Hari pertama tak hadir, tokoh kelima yang memberitahu laki-laki yang membawa pesan ketidakhadiran Godot. Keesokan harinya, hal sama terulang, dengan tingkah polah baru, dan pemukulan, ketidaksabaran, hingga keputusan apa yang sebenarnya terjadi dalam hidup. Hasilnya sama, Godot tak hadir. Lalu sebelum layar ditutup, mereka berencana beranjak pergi, tapi ternyata tak pergi.

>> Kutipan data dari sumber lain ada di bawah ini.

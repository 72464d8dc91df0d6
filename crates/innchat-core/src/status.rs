//! Delivery status and message direction.

use serde::{Deserialize, Serialize};

/// Delivery status of a message.
#[derive(Debug, Clone, Copy, Default, PartialEq, Eq, Hash, Serialize, Deserialize)]
#[serde(rename_all = "snake_case")]
pub enum DeliveryStatus {
    /// Echo appended locally, request not yet acknowledged.
    #[default]
    Sending,
    /// Accepted by the server.
    Sent,
    /// Delivered to the other party.
    Delivered,
    /// Seen by the other party.
    Read,
    /// Send request failed. Terminal, outside the confidence ordering.
    Failed,
}

impl DeliveryStatus {
    /// Confidence rank used when two entries compete for the same slot.
    ///
    /// `Failed` ranks with `Sending`: neither says anything about the server.
    pub fn rank(&self) -> u8 {
        match self {
            Self::Read => 3,
            Self::Delivered => 2,
            Self::Sent => 1,
            Self::Sending | Self::Failed => 0,
        }
    }

    /// Returns true for the terminal error state.
    pub fn is_failed(&self) -> bool {
        matches!(self, Self::Failed)
    }

    /// Parse a loosely formatted status string, case-insensitively.
    pub fn parse_loose(raw: &str) -> Option<Self> {
        match raw.trim().to_ascii_lowercase().as_str() {
            "sending" | "pending" => Some(Self::Sending),
            "sent" => Some(Self::Sent),
            "delivered" => Some(Self::Delivered),
            "read" | "seen" => Some(Self::Read),
            "failed" | "error" => Some(Self::Failed),
            _ => None,
        }
    }
}

/// Who authored a message.
#[derive(Debug, Clone, Copy, PartialEq, Eq, Hash, Serialize, Deserialize)]
#[serde(rename_all = "snake_case")]
pub enum Direction {
    /// Written by the site visitor.
    Visitor,
    /// Written by an agent or generated by the system.
    Agent,
}

impl Direction {
    /// Map the server's boolean "authored by the customer" flag.
    pub fn from_visitor_flag(is_visitor: bool) -> Self {
        if is_visitor {
            Self::Visitor
        } else {
            Self::Agent
        }
    }

    /// Returns true if the visitor authored the message.
    pub fn is_visitor(&self) -> bool {
        matches!(self, Self::Visitor)
    }
}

Pozzo: Saya juga senang bertemu dia. Semakin banyak orang yang kutemui, semakin senang saja hatiku. Dengan bergaul dengan nakhluk berbudi orang bisa menjadi makin bijak, makin kaya – suatu hal yang biasanya tidak disadarinya. Bahkan dari kalian… bahkan dari kalian pun aku akan bisa menambah-nambah khazanahku.

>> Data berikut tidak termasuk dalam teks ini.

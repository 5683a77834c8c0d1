//! Modules available to Lua templates
//!
//! Templates run without any host access, so the only module is `log`.

pub mod log;

pub use log::{LogLevel, LogModule, LogSink, NullSink, RenderSink};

Apa maknanya? Menanti yang tak pasti jelas ada di posisi tertinggi untuk mengartikan secara harfiah buku ini. Namun penafsiran lebih luas malah lebih liar. Ini tentang ketaatan pada kewajiban, bisa juga diartikan sebagai menjalankan kehidupan, menanti kematian, hal-hal dari dimensi lain yang dikaitkan ini malah makin menarik. Ini memang buku panggung yang absurd, tak gamblang, makna-makna penuh kiasan dan tersirat. Dan itu sah-sah saja. Dan seperti kata Estragon, menunggu juga pilihan, “Maka yang bisa kita lakukan tak lain cuma menunggu saja di sini.”
Lalu sempat bisa-bisa memikirkan bunuh diri, yang untungnya tak ada tali. Estragon: (memandang pohon) sayangnya kita tidak punya seutas tambang.
Makin menambah daya tarik mereka menunggunya di bawah pohon, kalau imajinasi kita lepaskan dan bebas mengartikan penantian di bawah pohon, bisa jadi itu juga naungan kehidupan. Pohon kan menghasilkan banyak manfaat buat manusia. Semua tampak mati kecuali pohon itu. Pohon Willow.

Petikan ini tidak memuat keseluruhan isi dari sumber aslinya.